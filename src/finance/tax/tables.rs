//! 2025 federal income tax and payroll tables.

use super::FilingStatus;
use serde::Serialize;

/// One progressive bracket: income above `min` and up to `max` is taxed at `rate`.
///
/// `max = None` marks the unbounded top bracket.
#[derive(Debug, Clone, Copy, PartialEq, Serialize)]
pub struct TaxBracket {
    pub min: f64,
    pub max: Option<f64>,
    pub rate: f64,
}

impl TaxBracket {
    pub const fn new(min: f64, max: Option<f64>, rate: f64) -> Self {
        TaxBracket { min, max, rate }
    }

    /// Portion of `taxable_income` that falls inside this bracket.
    pub fn taxable_in(&self, taxable_income: f64) -> f64 {
        if taxable_income <= self.min {
            return 0.0;
        }
        let upper = match self.max {
            Some(max) => taxable_income.min(max),
            None => taxable_income,
        };
        upper - self.min
    }
}

/// One value per filing status.
#[derive(Debug, Clone, PartialEq, Serialize)]
pub struct ByFilingStatus<T> {
    pub single: T,
    pub married_joint: T,
    pub married_separate: T,
    pub head_of_household: T,
}

impl<T> ByFilingStatus<T> {
    pub fn get(&self, status: FilingStatus) -> &T {
        match status {
            FilingStatus::Single => &self.single,
            FilingStatus::MarriedJoint => &self.married_joint,
            FilingStatus::MarriedSeparate => &self.married_separate,
            FilingStatus::HeadOfHousehold => &self.head_of_household,
        }
    }

    pub fn iter(&self) -> impl Iterator<Item = (FilingStatus, &T)> {
        [
            (FilingStatus::Single, &self.single),
            (FilingStatus::MarriedJoint, &self.married_joint),
            (FilingStatus::MarriedSeparate, &self.married_separate),
            (FilingStatus::HeadOfHousehold, &self.head_of_household),
        ]
        .into_iter()
    }
}

// =======================================
// 2025 BRACKETS
// =======================================

pub const SINGLE_2025: [TaxBracket; 7] = [
    TaxBracket::new(0.0, Some(11_925.0), 0.10),
    TaxBracket::new(11_925.0, Some(48_475.0), 0.12),
    TaxBracket::new(48_475.0, Some(103_350.0), 0.22),
    TaxBracket::new(103_350.0, Some(197_300.0), 0.24),
    TaxBracket::new(197_300.0, Some(250_525.0), 0.32),
    TaxBracket::new(250_525.0, Some(626_350.0), 0.35),
    TaxBracket::new(626_350.0, None, 0.37),
];

pub const MARRIED_JOINT_2025: [TaxBracket; 7] = [
    TaxBracket::new(0.0, Some(23_850.0), 0.10),
    TaxBracket::new(23_850.0, Some(96_950.0), 0.12),
    TaxBracket::new(96_950.0, Some(206_700.0), 0.22),
    TaxBracket::new(206_700.0, Some(394_600.0), 0.24),
    TaxBracket::new(394_600.0, Some(501_050.0), 0.32),
    TaxBracket::new(501_050.0, Some(751_600.0), 0.35),
    TaxBracket::new(751_600.0, None, 0.37),
];

pub const MARRIED_SEPARATE_2025: [TaxBracket; 7] = [
    TaxBracket::new(0.0, Some(11_925.0), 0.10),
    TaxBracket::new(11_925.0, Some(48_475.0), 0.12),
    TaxBracket::new(48_475.0, Some(103_350.0), 0.22),
    TaxBracket::new(103_350.0, Some(197_300.0), 0.24),
    TaxBracket::new(197_300.0, Some(250_525.0), 0.32),
    TaxBracket::new(250_525.0, Some(375_800.0), 0.35),
    TaxBracket::new(375_800.0, None, 0.37),
];

pub const HEAD_OF_HOUSEHOLD_2025: [TaxBracket; 7] = [
    TaxBracket::new(0.0, Some(17_000.0), 0.10),
    TaxBracket::new(17_000.0, Some(64_850.0), 0.12),
    TaxBracket::new(64_850.0, Some(103_350.0), 0.22),
    TaxBracket::new(103_350.0, Some(197_300.0), 0.24),
    TaxBracket::new(197_300.0, Some(250_500.0), 0.32),
    TaxBracket::new(250_500.0, Some(626_350.0), 0.35),
    TaxBracket::new(626_350.0, None, 0.37),
];

// =======================================
// 2025 DEDUCTIONS, PAYROLL AND CREDITS
// =======================================

pub const STANDARD_DEDUCTION_2025: ByFilingStatus<f64> = ByFilingStatus {
    single: 15_750.0,
    married_joint: 31_500.0,
    married_separate: 15_750.0,
    head_of_household: 23_600.0,
};

pub const MEDICARE_SURTAX_THRESHOLD_2025: ByFilingStatus<f64> = ByFilingStatus {
    single: 200_000.0,
    married_joint: 250_000.0,
    married_separate: 125_000.0,
    head_of_household: 200_000.0,
};

pub const SOCIAL_SECURITY_RATE: f64 = 0.062;
pub const SOCIAL_SECURITY_WAGE_BASE_2025: f64 = 176_100.0;
pub const MEDICARE_RATE: f64 = 0.0145;
pub const MEDICARE_SURTAX_RATE: f64 = 0.009;
pub const CHILD_TAX_CREDIT: f64 = 2_000.0;
pub const OTHER_DEPENDENT_CREDIT: f64 = 500.0;

pub fn brackets_2025() -> ByFilingStatus<Vec<TaxBracket>> {
    ByFilingStatus {
        single: SINGLE_2025.to_vec(),
        married_joint: MARRIED_JOINT_2025.to_vec(),
        married_separate: MARRIED_SEPARATE_2025.to_vec(),
        head_of_household: HEAD_OF_HOUSEHOLD_2025.to_vec(),
    }
}
use serde::Serialize;

/// Direction of a percentage change.
#[derive(Debug, Clone, Copy, PartialEq, Eq, Serialize)]
pub enum ChangeDirection {
    Increase,
    Decrease,
}

/// Unsigned percentage change plus its direction.
#[derive(Debug, Clone, Copy, PartialEq, Serialize)]
pub struct PercentChange {
    pub percent: f64,
    pub direction: ChangeDirection,
}

/// What is `p`% of `n`?
///
/// # Formula
/// ```text
/// result = n · p / 100
/// ```
///
/// Returns `None` when either input is not a finite number (an empty or unparsable field).
///
/// # Example
/// ```rust
/// # use calckit::prelude::what_is_percent;
/// assert_eq!(what_is_percent(20.0, 50.0), Some(10.0));
/// ```
pub fn what_is_percent(p: f64, n: f64) -> Option<f64> {
    if !p.is_finite() || !n.is_finite() {
        return None;
    }
    Some(n * p / 100.0)
}

/// `part` is what percent of `whole`?
///
/// # Formula
/// ```text
/// result = part / whole · 100
/// ```
///
/// Returns `None` for non-finite inputs or when `whole` is zero.
///
/// # Example
/// ```rust
/// # use calckit::prelude::is_what_percent;
/// assert_eq!(is_what_percent(30.0, 150.0), Some(20.0));
/// assert_eq!(is_what_percent(30.0, 0.0), None);
/// ```
pub fn is_what_percent(part: f64, whole: f64) -> Option<f64> {
    if !part.is_finite() || !whole.is_finite() || whole == 0.0 {
        return None;
    }
    Some(part / whole * 100.0)
}

/// Percentage change from `old_value` to `new_value`.
///
/// # Formula
/// ```text
/// change  = (new - old) / |old| · 100
/// percent = |change|
/// ```
/// The direction is `Increase` when `new >= old`, otherwise `Decrease`.
///
/// Returns `None` for non-finite inputs or when `old_value` is zero.
///
/// # Example
/// ```rust
/// # use calckit::prelude::*;
/// let change = percent_change(100.0, 150.0).unwrap();
/// assert_eq!(change.percent, 50.0);
/// assert_eq!(change.direction, ChangeDirection::Increase);
/// ```
pub fn percent_change(old_value: f64, new_value: f64) -> Option<PercentChange> {
    if !old_value.is_finite() || !new_value.is_finite() || old_value == 0.0 {
        return None;
    }

    let change = (new_value - old_value) / old_value.abs() * 100.0;
    let direction = if change >= 0.0 {
        ChangeDirection::Increase
    } else {
        ChangeDirection::Decrease
    };

    Some(PercentChange {
        percent: change.abs(),
        direction,
    })
}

******

Exercise description:
Filter the data down to the lines that contain the string "inputs", and copy them.

Task solution:
/// Returns `None` for non-finite inputs or when `whole` is zero.
/// Returns `None` for non-finite inputs or when `old_value` is zero.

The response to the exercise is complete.